Saudi, US astronauts splash down on return from space station

Saudi Arabia’s Rayyanah Barnawi, a biomedical scientist in cancer research, has become the first Arab woman sent into orbit.

In this image taken from video broadcast by SpaceX, crew members wave after the SpaceX Dragon capsule splashed down into the Gulf of Mexico, just off the Florida Panhandle, late Tuesday, May 30, 2023. The private flight carrying two Saudi astronauts and other passengers returned to Earth after a nine-day trip to the International Space Station. (SpaceX via AP)
In this image taken from a video broadcast by SpaceX, crew members wave after the SpaceX Dragon capsule splashed down into the Gulf of Mexico on May 30, 2023 [SpaceX via AP]

A private space flight carrying a team of two Saudi and two American astronauts – including the first Arab woman sent into orbit – has splashed down safely in the Gulf of Mexico after a research mission on board the International Space Station (ISS).
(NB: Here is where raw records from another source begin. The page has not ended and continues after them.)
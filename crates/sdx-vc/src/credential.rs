//! # Credential and Presentation Envelopes
//!
//! [`VerifiableCredential`] wraps one credential subject with issuer and
//! issuance metadata; [`VerifiablePresentation`] wraps one or many signed
//! credentials. Both carry at most one detached proof.
//!
//! ## Signing Order
//!
//! The order is fixed: a credential is signed first, and the presentation
//! proof is computed over the presentation body embedding the
//! already-signed credential (proof included). Signing a presentation
//! whose embedded credential lacks a proof is a [`PresentationError`].
//! Mutating a subject after signing invalidates the proof; re-sign.

use serde::{Deserialize, Serialize};
use serde_json::Value;

use sdx_core::{CanonicalDocument, CanonicalizationError, Did, Timestamp};

use crate::error::{PresentationError, SigningError, VcError, VerificationError};
use crate::proof::{self, Proof};
use crate::scheme::{PrivateKey, SignatureScheme, TrustAnchor};

/// JSON-LD context every envelope carries.
pub const CREDENTIALS_CONTEXT: &str = "https://www.w3.org/2018/credentials/v1";
/// JSON-LD context for `JsonWebSignature2020` proofs.
pub const JWS_2020_CONTEXT: &str = "https://w3id.org/security/suites/jws-2020/v1";
/// Mandatory entry in every credential's type list.
pub const VC_TYPE: &str = "VerifiableCredential";
/// Mandatory entry in every presentation's type list.
pub const VP_TYPE: &str = "VerifiablePresentation";

/// A fresh `urn:uuid:` identifier for an envelope.
pub fn random_urn() -> String {
    format!("urn:uuid:{}", uuid::Uuid::new_v4())
}

fn default_context() -> Vec<String> {
    vec![CREDENTIALS_CONTEXT.to_string(), JWS_2020_CONTEXT.to_string()]
}

/// A W3C Verifiable Credential around one self-description subject.
#[derive(Debug, Clone, PartialEq, Serialize, Deserialize)]
pub struct VerifiableCredential {
    /// JSON-LD context URIs.
    #[serde(rename = "@context")]
    pub context: Vec<String>,

    /// Credential identifier (URN or catalog URL).
    #[serde(rename = "id", alias = "@id")]
    pub id: String,

    /// Credential types. Includes `"VerifiableCredential"`.
    #[serde(rename = "type")]
    pub credential_type: Vec<String>,

    /// DID of the issuing participant.
    pub issuer: String,

    /// When the credential was issued (UTC, second precision).
    #[serde(rename = "issuanceDate")]
    pub issuance_date: Timestamp,

    /// The claims payload, as produced by the subject registry.
    #[serde(rename = "credentialSubject")]
    pub credential_subject: Value,

    /// Detached proof, present once signed.
    #[serde(default, skip_serializing_if = "Option::is_none")]
    pub proof: Option<Proof>,
}

impl VerifiableCredential {
    /// Build an unsigned credential around a subject document.
    ///
    /// Sets the issuance date to the current UTC time and the default
    /// context and type lists.
    pub fn new(subject: Value, issuer: &Did, id: impl Into<String>) -> Self {
        Self {
            context: default_context(),
            id: id.into(),
            credential_type: vec![VC_TYPE.to_string()],
            issuer: issuer.as_str().to_string(),
            issuance_date: Timestamp::now(),
            credential_subject: subject,
            proof: None,
        }
    }

    /// Append an additional credential type (e.g. the subject's tag).
    pub fn with_type(mut self, credential_type: impl Into<String>) -> Self {
        self.credential_type.push(credential_type.into());
        self
    }

    /// The canonical byte form the proof is computed over: the credential
    /// body with `proof` removed.
    pub fn signing_input(&self) -> Result<CanonicalDocument, CanonicalizationError> {
        let mut value = serde_json::to_value(self)?;
        if let Some(obj) = value.as_object_mut() {
            obj.remove("proof");
        }
        CanonicalDocument::from_value(value)
    }

    fn ensure_signable(&self) -> Result<(), PresentationError> {
        ensure_field("credential", "id", !self.id.is_empty())?;
        ensure_field("credential", "@context", !self.context.is_empty())?;
        ensure_field("credential", "type", !self.credential_type.is_empty())?;
        ensure_field("credential", "issuer", !self.issuer.is_empty())?;
        Ok(())
    }

    /// Sign this credential, attaching a `JsonWebSignature2020` proof.
    ///
    /// The fresh proof is immediately re-verified against
    /// `trusted_anchors`; a failed self-check leaves the credential
    /// unsigned and surfaces as a [`SigningError`].
    pub fn sign(
        &mut self,
        scheme: &dyn SignatureScheme,
        verification_method: &str,
        key: &PrivateKey,
        trusted_anchors: &[TrustAnchor],
    ) -> Result<(), VcError> {
        self.ensure_signable()?;
        let input = self.signing_input().map_err(SigningError::from)?;
        let proof = sign_input(scheme, &input, verification_method, key)?;
        self.proof = Some(proof);
        if let Err(e) = self.verify(scheme, trusted_anchors) {
            self.proof = None;
            return Err(SigningError::SelfCheck(e.to_string()).into());
        }
        Ok(())
    }

    /// Verify this credential's proof against a set of trust anchors.
    ///
    /// Succeeds if any anchor validates the proof.
    pub fn verify(
        &self,
        scheme: &dyn SignatureScheme,
        anchors: &[TrustAnchor],
    ) -> Result<(), VcError> {
        let proof = self.proof.as_ref().ok_or(VerificationError::MissingProof)?;
        let input = self.signing_input().map_err(VerificationError::from)?;
        verify_input(scheme, &input, proof, anchors)?;
        Ok(())
    }
}

/// One or many credentials inside a presentation.
///
/// The wire form is polymorphic: a single credential serializes as a bare
/// object, several as an array.
#[derive(Debug, Clone, PartialEq, Serialize, Deserialize)]
#[serde(untagged)]
pub enum CredentialList {
    /// Exactly one credential.
    Single(Box<VerifiableCredential>),
    /// Zero or more credentials.
    Many(Vec<VerifiableCredential>),
}

impl Default for CredentialList {
    fn default() -> Self {
        Self::Many(Vec::new())
    }
}

impl CredentialList {
    /// Borrowing iterator over the embedded credentials.
    pub fn iter(&self) -> impl Iterator<Item = &VerifiableCredential> {
        match self {
            CredentialList::Single(vc) => std::slice::from_ref(vc.as_ref()).iter(),
            CredentialList::Many(list) => list.iter(),
        }
    }

    /// Number of embedded credentials.
    pub fn len(&self) -> usize {
        match self {
            CredentialList::Single(_) => 1,
            CredentialList::Many(list) => list.len(),
        }
    }

    /// Whether the list is empty.
    pub fn is_empty(&self) -> bool {
        self.len() == 0
    }
}

impl From<Vec<VerifiableCredential>> for CredentialList {
    fn from(mut list: Vec<VerifiableCredential>) -> Self {
        if list.len() == 1 {
            Self::Single(Box::new(list.remove(0)))
        } else {
            Self::Many(list)
        }
    }
}

/// A W3C Verifiable Presentation around one or many credentials.
#[derive(Debug, Clone, PartialEq, Serialize, Deserialize)]
pub struct VerifiablePresentation {
    /// JSON-LD context URIs.
    #[serde(rename = "@context")]
    pub context: Vec<String>,

    /// Presentation identifier (URN or catalog URL).
    #[serde(rename = "id", alias = "@id")]
    pub id: String,

    /// Presentation types. Includes `"VerifiablePresentation"`.
    #[serde(rename = "type")]
    pub presentation_type: Vec<String>,

    /// The embedded credential(s).
    #[serde(rename = "verifiableCredential")]
    pub verifiable_credential: CredentialList,

    /// Detached proof, present once signed.
    #[serde(default, skip_serializing_if = "Option::is_none")]
    pub proof: Option<Proof>,
}

impl VerifiablePresentation {
    /// Build an unsigned presentation wrapping the given credentials.
    pub fn new(credentials: Vec<VerifiableCredential>, id: impl Into<String>) -> Self {
        Self {
            context: default_context(),
            id: id.into(),
            presentation_type: vec![VP_TYPE.to_string()],
            verifiable_credential: credentials.into(),
            proof: None,
        }
    }

    /// The canonical byte form the proof is computed over: the
    /// presentation body (embedded credential proofs included) with the
    /// presentation-level `proof` removed.
    pub fn signing_input(&self) -> Result<CanonicalDocument, CanonicalizationError> {
        let mut value = serde_json::to_value(self)?;
        if let Some(obj) = value.as_object_mut() {
            obj.remove("proof");
        }
        CanonicalDocument::from_value(value)
    }

    fn ensure_signable(&self) -> Result<(), PresentationError> {
        ensure_field("presentation", "id", !self.id.is_empty())?;
        ensure_field("presentation", "@context", !self.context.is_empty())?;
        ensure_field("presentation", "type", !self.presentation_type.is_empty())?;
        if self.verifiable_credential.is_empty() {
            return Err(PresentationError::EmptyPresentation);
        }
        for vc in self.verifiable_credential.iter() {
            if vc.proof.is_none() {
                return Err(PresentationError::UnsignedCredential { id: vc.id.clone() });
            }
        }
        Ok(())
    }

    /// Sign this presentation.
    ///
    /// Every embedded credential must already carry its proof — the
    /// presentation signature covers the signed credential bytes. The
    /// fresh proof is self-checked against `trusted_anchors` like
    /// credential signing.
    pub fn sign(
        &mut self,
        scheme: &dyn SignatureScheme,
        verification_method: &str,
        key: &PrivateKey,
        trusted_anchors: &[TrustAnchor],
    ) -> Result<(), VcError> {
        self.ensure_signable()?;
        let input = self.signing_input().map_err(SigningError::from)?;
        let proof = sign_input(scheme, &input, verification_method, key)?;
        self.proof = Some(proof);
        if let Err(e) = self.verify(scheme, trusted_anchors) {
            self.proof = None;
            return Err(SigningError::SelfCheck(e.to_string()).into());
        }
        Ok(())
    }

    /// Verify this presentation's proof against a set of trust anchors.
    pub fn verify(
        &self,
        scheme: &dyn SignatureScheme,
        anchors: &[TrustAnchor],
    ) -> Result<(), VcError> {
        let proof = self.proof.as_ref().ok_or(VerificationError::MissingProof)?;
        let input = self.signing_input().map_err(VerificationError::from)?;
        verify_input(scheme, &input, proof, anchors)?;
        Ok(())
    }
}

fn ensure_field(
    document: &'static str,
    field: &'static str,
    present: bool,
) -> Result<(), PresentationError> {
    if present {
        Ok(())
    } else {
        Err(PresentationError::MissingField { document, field })
    }
}

fn sign_input(
    scheme: &dyn SignatureScheme,
    input: &CanonicalDocument,
    verification_method: &str,
    key: &PrivateKey,
) -> Result<Proof, SigningError> {
    let signature = scheme.sign(input.as_bytes(), key)?;
    let jws = proof::encode_detached(scheme.jws_alg(), &signature);
    Ok(Proof::new_jws(verification_method, jws))
}

/// Existential proof check: succeeds if any anchor validates.
///
/// An anchor the scheme cannot use (wrong key size, wrong suite) counts as
/// "does not validate" and the walk continues.
fn verify_input(
    scheme: &dyn SignatureScheme,
    input: &CanonicalDocument,
    proof: &Proof,
    anchors: &[TrustAnchor],
) -> Result<(), VerificationError> {
    let detached = proof::decode_detached(&proof.jws)?;
    if detached.alg != scheme.jws_alg() {
        return Err(VerificationError::MalformedJws(format!(
            "JWS alg {:?} does not match scheme alg {:?}",
            detached.alg,
            scheme.jws_alg()
        )));
    }
    for anchor in anchors {
        if let Ok(true) = scheme.verify(input.as_bytes(), &detached.signature, anchor) {
            return Ok(());
        }
    }
    Err(VerificationError::NoAnchorValidates {
        verification_method: proof.verification_method.clone(),
    })
}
The SpaceX Crew Dragon capsule carrying the team parachuted into the Gulf of Mexico off the coast of Panama City, Florida, on Tuesday night after a 12-hour re-entry flight after 10 days in orbit.

The splashdown was carried live by a joint webcast presented by SpaceX and the company behind the mission, Axiom Space.

The return to Earth concluded the second space station mission organised, equipped and trained entirely at private expense by Axiom, a seven-year-old Houston-based venture headed by NASA’s former ISS programme manager.


The Axiom 2 crew was led by retired NASA astronaut Peggy Whitson, 63, who holds the US record for most time spent in orbit with 665 days in space over three long-duration missions to the ISS, including 10 spacewalks. She now serves as Axiom’s director of human spaceflight.

“That was a phenomenal ride. We really enjoyed all of it,” Whitson radioed to mission controllers moments after splashdown.

Ax-2’s designated pilot was John Shoffner, 67, an aviator, race car driver and investor from Alaska.

Rounding out the crew as mission specialists were the first two astronauts from Saudi Arabia to fly on board a private spacecraft – Ali Alqarni, 31, a fighter pilot for the Royal Saudi Air Force; and Rayyanah Barnawi, 34, a biomedical scientist in cancer stem cell research.

Barnawi wiped away tears as she wrapped up her experiments and prepared to leave the space station.

“Every story comes to an end and this is only the beginning of a new era for our country and our region,” she said on Monday.

Barnawi is the first woman from the Arab world ever launched into Earth orbit and the first Saudi woman to fly in space.

In August 2022, Sara Sabry became the first Arab woman and the first Egyptian to fly to space on a brief suborbital ride operated by the Blue Origin astro-tourist venture of Jeff Bezos.

The ISS stay of Alqarni and Barnawi was also notable for overlapping with that of Sultan Alneyadi, an ISS Expedition-69 crew member from the United Arab Emirates, marking the first time three astronauts from the Arab world were on board the space station together.

The Axiom 2 mission, which launched on May 21, was the latest in a series of space expeditions bankrolled by private investment capital and wealthy passengers rather than by taxpayer funding as NASA seeks to expand commercial access to low-Earth orbit.

Axiom, which sent its first four-member astronaut team to ISS in April 2022, also has signed a contract with the US space agency to build the first commercial addition to the orbiting laboratory.

California-based SpaceX, founded by Twitter owner and Tesla electric carmaker CEO Elon Musk, supplied the Falcon 9 rocket and crew capsule that ferried Axiom’s team to and from orbit and controlled the flight.

NASA furnished the launch site at its Kennedy Space Center in Cape Canaveral, Florida, and assumed responsibility for the Axiom crew during their stay on board the space station, orbiting some 400km (250 miles) above Earth.